1950s - ICPRB issues a major report describing the polluted Washington area Potomac and publishes the results of a study it sponsored on North Branch industrial wastes (1954). Under the auspices of the ICPRB, a group of citizens organizes the Citizens Council for a Clean Potomac (1956). As the U.S. Public Health Service declares the Potomac River unsafe for swimming, ICPRB estimates that on average, 60 million cubic feet of sediment is deposited annually within the metropolitan Washington reach of the Potomac estuary (1957). Chairman Harold A. Kemp indicates that Potomac River pollution has reached a "critical condition" and that there is an urgent need for additional sewage treatment facilities. By 1958, ICPRB was gathering and tabulating information from about 85 stream sampling stations operated by cooperating agencies, municipalities, and industries. The following year, ICPRB publishes its first "Potomac River Water Quality Network," holds a "first-of-its-kind" silt-control conference, and sponsors a study of sediment sources in the basin with the U.S. Geological Survey.

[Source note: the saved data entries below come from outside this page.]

//! Report Types
//!
//! User-submitted flood reports và query types cho ReportStore.

use chrono::{DateTime, Utc};
use serde::{Deserialize, Serialize};
use uuid::Uuid;

use crate::logic::location::{BoundingBox, Coordinate};
use crate::logic::risk::RiskLevel;

// ============================================================================
// WATER LEVEL
// ============================================================================

/// Reporter's estimate of standing water
#[derive(Debug, Clone, Copy, PartialEq, Eq, Serialize, Deserialize)]
pub enum WaterLevel {
    #[serde(rename = "Ankle-deep")]
    AnkleDeep,
    #[serde(rename = "Knee-deep")]
    KneeDeep,
    #[serde(rename = "Waist-deep")]
    WaistDeep,
    #[serde(rename = "Chest-deep")]
    ChestDeep,
    #[serde(rename = "Above head")]
    AboveHead,
}

impl WaterLevel {
    pub fn as_str(&self) -> &'static str {
        match self {
            WaterLevel::AnkleDeep => "Ankle-deep",
            WaterLevel::KneeDeep => "Knee-deep",
            WaterLevel::WaistDeep => "Waist-deep",
            WaterLevel::ChestDeep => "Chest-deep",
            WaterLevel::AboveHead => "Above head",
        }
    }

    pub fn parse(value: &str) -> Option<Self> {
        match value {
            "Ankle-deep" => Some(WaterLevel::AnkleDeep),
            "Knee-deep" => Some(WaterLevel::KneeDeep),
            "Waist-deep" => Some(WaterLevel::WaistDeep),
            "Chest-deep" => Some(WaterLevel::ChestDeep),
            "Above head" => Some(WaterLevel::AboveHead),
            _ => None,
        }
    }

    /// Risk implied by a single report
    pub fn risk_level(&self) -> RiskLevel {
        match self {
            WaterLevel::AnkleDeep => RiskLevel::Medium,
            WaterLevel::KneeDeep
            | WaterLevel::WaistDeep
            | WaterLevel::ChestDeep
            | WaterLevel::AboveHead => RiskLevel::High,
        }
    }
}

// ============================================================================
// NLP ANNOTATION
// ============================================================================

#[derive(Debug, Clone, Default, PartialEq, Serialize, Deserialize)]
#[serde(rename_all = "lowercase")]
pub enum Sentiment {
    #[default]
    Neutral,
    Negative,
}

/// Derived annotations stored with a report
#[derive(Debug, Clone, Default, PartialEq, Serialize, Deserialize)]
pub struct NlpAnalysis {
    pub keywords: Vec<String>,
    pub sentiment: Sentiment,
    pub summary: String,
}

// ============================================================================
// REPORT RECORD
// ============================================================================

/// A persisted report. Immutable after creation.
#[derive(Debug, Clone, Serialize, Deserialize)]
pub struct ReportRecord {
    pub id: Uuid,
    pub latitude: f64,
    pub longitude: f64,
    pub description: String,
    pub water_level: Option<WaterLevel>,
    pub nlp_analysis: NlpAnalysis,
    pub created_at: DateTime<Utc>,
}

/// Report about to be stored
#[derive(Debug, Clone)]
pub struct NewReport {
    pub coordinate: Coordinate,
    pub description: String,
    pub water_level: Option<WaterLevel>,
    pub nlp_analysis: NlpAnalysis,
    pub created_at: DateTime<Utc>,
}

// ============================================================================
// QUERY
// ============================================================================

/// Coordinate range + timestamp range
#[derive(Debug, Clone, Default)]
pub struct ReportQuery {
    pub area: Option<BoundingBox>,
    pub since: Option<DateTime<Utc>>,
    pub until: Option<DateTime<Utc>>,
    pub limit: Option<i64>,
}

impl ReportQuery {
    pub fn matches(&self, report: &ReportRecord) -> bool {
        let in_area = match (&self.area, Coordinate::new(report.latitude, report.longitude)) {
            (Some(area), Ok(point)) => area.contains(&point),
            (Some(_), Err(_)) => false,
            (None, _) => true,
        };
        let after_start = self.since.map_or(true, |since| report.created_at >= since);
        let before_end = self.until.map_or(true, |until| report.created_at <= until);

        in_area && after_start && before_end
    }
}
//! Feature Assembler
//!
//! Build the classifier input for a coordinate:
//! live weather (or neutral defaults) + static regional constants +
//! engineered features + flood-zone membership, projected onto the
//! classifier's declared layout.

use std::collections::BTreeMap;
use std::sync::Arc;
use std::time::Duration;

use serde::{Deserialize, Serialize};

use super::layout::*;
use super::vector::FeatureVector;
use crate::logic::location::Coordinate;
use crate::logic::weather::{WeatherProvider, WeatherReading};
use crate::logic::zones::ZoneChecker;

// ============================================================================
// DEFAULTS
// ============================================================================

/// Upper bound on one weather lookup, whatever the provider
pub const DEFAULT_WEATHER_TIMEOUT: Duration = Duration::from_secs(5);

/// Values used when live weather is unavailable
#[derive(Debug, Clone, Copy, Serialize, Deserialize)]
pub struct WeatherDefaults {
    pub temperature_c: f64,
    pub humidity_pct: f64,
    pub pressure_hpa: f64,
    pub precipitation_1h_mm: f64,
}

impl Default for WeatherDefaults {
    fn default() -> Self {
        Self {
            temperature_c: 25.0,
            humidity_pct: 60.0,
            pressure_hpa: 1013.0,
            precipitation_1h_mm: 0.0,
        }
    }
}

/// Static characteristics of the deployment region (Bengaluru urban)
#[derive(Debug, Clone, Serialize, Deserialize)]
pub struct RegionProfile {
    /// Meters above sea level
    pub altitude_m: f64,
    /// 0-10 scale
    pub river_level: f64,
    /// 0-100 scale
    pub drainage_capacity: f64,
    /// 0-10 scale
    pub drainage_system_condition: f64,
    /// People per km²
    pub population_density: f64,
    /// 0-1 scale
    pub urbanization_level: f64,
    /// Reference hourly rainfall for the anomaly term
    pub rainfall_reference_mm: f64,
    /// Inclusive latitude band affected by the monsoon
    pub monsoon_lat_min: f64,
    pub monsoon_lat_max: f64,
    pub weather_defaults: WeatherDefaults,
}

impl Default for RegionProfile {
    fn default() -> Self {
        Self {
            altitude_m: 900.0,
            river_level: 5.0,
            drainage_capacity: 50.0,
            drainage_system_condition: 5.0,
            population_density: 4381.0,
            urbanization_level: 0.8,
            rainfall_reference_mm: 7.5,
            monsoon_lat_min: 11.0,
            monsoon_lat_max: 19.0,
            weather_defaults: WeatherDefaults::default(),
        }
    }
}

impl RegionProfile {
    pub fn is_monsoon_band(&self, latitude: f64) -> bool {
        (self.monsoon_lat_min..=self.monsoon_lat_max).contains(&latitude)
    }
}

// ============================================================================
// ASSEMBLER
// ============================================================================

/// Result of feature assembly
#[derive(Debug, Clone)]
pub struct AssembledFeatures {
    pub vector: FeatureVector,
    pub weather_found: bool,
    pub in_flood_zone: bool,
}

pub struct FeatureAssembler {
    weather: Arc<dyn WeatherProvider>,
    zones: Arc<ZoneChecker>,
    layout: Arc<FeatureLayout>,
    profile: RegionProfile,
    weather_timeout: Duration,
}

impl FeatureAssembler {
    pub fn new(
        weather: Arc<dyn WeatherProvider>,
        zones: Arc<ZoneChecker>,
        layout: Arc<FeatureLayout>,
        profile: RegionProfile,
    ) -> Self {
        Self {
            weather,
            zones,
            layout,
            profile,
            weather_timeout: DEFAULT_WEATHER_TIMEOUT,
        }
    }

    pub fn with_weather_timeout(mut self, timeout: Duration) -> Self {
        self.weather_timeout = timeout;
        self
    }

    pub fn layout(&self) -> &Arc<FeatureLayout> {
        &self.layout
    }

    pub fn zone_count(&self) -> usize {
        self.zones.polygon_count()
    }

    /// Never fails: weather unavailability (error or timeout) yields
    /// defaults and `weather_found = false`.
    pub async fn assemble(&self, coordinate: Coordinate) -> AssembledFeatures {
        let lookup = tokio::time::timeout(self.weather_timeout, self.weather.current(coordinate));
        let reading = match lookup.await {
            Ok(Ok(reading)) => Some(reading),
            Ok(Err(e)) => {
                tracing::warn!("No valid weather data for {} ({}), using defaults", coordinate, e);
                None
            }
            Err(_) => {
                tracing::warn!(
                    "Weather lookup for {} timed out after {:?}, using defaults",
                    coordinate,
                    self.weather_timeout
                );
                None
            }
        };

        self.build(coordinate, reading.as_ref())
    }

    /// Pure part of assembly, given an optional reading
    pub fn build(&self, coordinate: Coordinate, reading: Option<&WeatherReading>) -> AssembledFeatures {
        let in_flood_zone = self.zones.is_in_zone(&coordinate);
        let known = known_features(&self.profile, coordinate, reading, in_flood_zone);

        let mut vector = FeatureVector::new(Arc::clone(&self.layout));
        for (index, name) in self.layout.names().iter().enumerate() {
            match known.get(name.as_str()) {
                Some(value) => vector.set(index, *value as f32),
                None => tracing::debug!("Feature '{}' not computed, filled with 0", name),
            }
        }

        tracing::debug!(features = %vector.to_log_entry(), "Assembled features for {}", coordinate);

        AssembledFeatures {
            vector,
            weather_found: reading.is_some(),
            in_flood_zone,
        }
    }
}

/// Every feature this service knows how to compute
fn known_features(
    profile: &RegionProfile,
    coordinate: Coordinate,
    reading: Option<&WeatherReading>,
    in_flood_zone: bool,
) -> BTreeMap<&'static str, f64> {
    let defaults = profile.weather_defaults;
    let (temperature, humidity, pressure, precipitation) = match reading {
        Some(r) => (
            r.temperature_c,
            r.humidity_pct,
            r.pressure_hpa.unwrap_or(defaults.pressure_hpa),
            r.precipitation_1h_mm,
        ),
        None => (
            defaults.temperature_c,
            defaults.humidity_pct,
            defaults.pressure_hpa,
            defaults.precipitation_1h_mm,
        ),
    };

    let is_monsoon = if profile.is_monsoon_band(coordinate.latitude()) { 1.0 } else { 0.0 };

    BTreeMap::from([
        (TEMPERATURE, temperature),
        (HUMIDITY, humidity),
        (ATMOSPHERIC_PRESSURE, pressure),
        (RAINFALL_INTENSITY, precipitation),
        (LATITUDE, coordinate.latitude()),
        (LONGITUDE, coordinate.longitude()),
        (ALTITUDE, profile.altitude_m),
        (RIVER_LEVEL, profile.river_level),
        (DRAINAGE_CAPACITY, profile.drainage_capacity),
        (DRAINAGE_SYSTEM_CONDITION, profile.drainage_system_condition),
        (POPULATION_DENSITY, profile.population_density),
        (URBANIZATION_LEVEL, profile.urbanization_level),
        (FLOOD_PROXIMITY_SCORE, if in_flood_zone { 1.0 } else { 0.0 }),
        (RAINFALL_ANOMALY, precipitation - profile.rainfall_reference_mm),
        (IS_MONSOON, is_monsoon),
    ])
}
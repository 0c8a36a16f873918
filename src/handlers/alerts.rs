//! Alerts handlers

use axum::{extract::{Query, State}, http::StatusCode, Json};
use validator::Validate;

use crate::logic::alerts::AlertRecord;
use crate::models::{AlertCreate, AlertFilter};
use crate::{AppResult, AppState};

const DEFAULT_LIMIT: i64 = 20;
const MAX_LIMIT: i64 = 100;

/// Manually send and log an alert
pub async fn create(
    State(state): State<AppState>,
    Json(req): Json<AlertCreate>,
) -> AppResult<(StatusCode, Json<AlertRecord>)> {
    req.validate()?;
    let alert = state.alerts.store().insert(req.into()).await?;
    tracing::info!("Manual alert logged for {}", alert.location_name);
    Ok((StatusCode::CREATED, Json(alert)))
}

/// Recent alerts, newest first
pub async fn list(
    State(state): State<AppState>,
    Query(filter): Query<AlertFilter>,
) -> AppResult<Json<Vec<AlertRecord>>> {
    let limit = filter.limit.unwrap_or(DEFAULT_LIMIT).clamp(1, MAX_LIMIT);
    let alerts = state.alerts.store().recent(limit).await?;
    Ok(Json(alerts))
}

1960s - In 1963, ICPRB issued two reports on sediment sources and an urban sediment control program.

1970s - ICPRB's Compact is amended in 1970, extending its authority to include water supply and water-related land use. In 1975, an ICPRB conference focused on rising dollar and energy costs associated with sewage treatment in the Washington, D.C., metro area. The Low Flow Allocation Agreement was established in 1978.

1980s - ICPRB initiates regional discussion of the problem posed by invasive aquatic weed, hydrilla (1983). After Maryland (1985) and the District of Columbia (1986) initiated a phosphate detergent ban, ICPRB recommended (1987) expanding such bans basin-wide.

1990s - Maryland, West Virginia and ICPRB sign (1993) cooperative agreement on program to restore water quality to the North Branch.

2000s– In 2001, the ICPRB combined decades of data into a consistent and usable format for researchers and those working on the watershed in the Tidal Potomac Integrative Analysis Project. In 2002, ICPRB's successful American Shad Restoration Project was completed, restoring the population of this historically significant fish that once flowed freely in the Potomac but had been decimated by pollution, overfishing, and blockage over the past century. In 2004, along with other partners in the basin, the Commission organized and led the formation of a voluntary partnership between water utilities and state and federal agencies known as the Potomac River Basin Drinking Water Source Protection Partnership, which will focus on protecting the water quality of the river as the source of drinking water for millions of people who live in the basin. ICPRB developed an index of stream health known as "Chessie BIBI" in 2008. The index is calculated from stream macroinvertebrate samples collected and counted by state, federal, and local agencies, as well as other groups.

2010s - In 2011, scientists at ICPRB conducted a survey of freshwater mussels in the mainstem of the river. These sensitive creatures are good indicators of a healthy waterway. Having baseline information can help determine the future shifts in water quality. The Potomac River Basin Comprehensive Water Resources Plan was adopted in 2018. The plan, updated in 2023, describes a shared vision for the basin, identifies water resource issues of interstate and/or basin-wide significance, and recommends actions to achieve the shared vision.

2020s - A 2024 ICPRB report warns of widespread public risks and costs if contamination, drought, or infrastructure damage compromises use of the Potomac River as a drinking water source.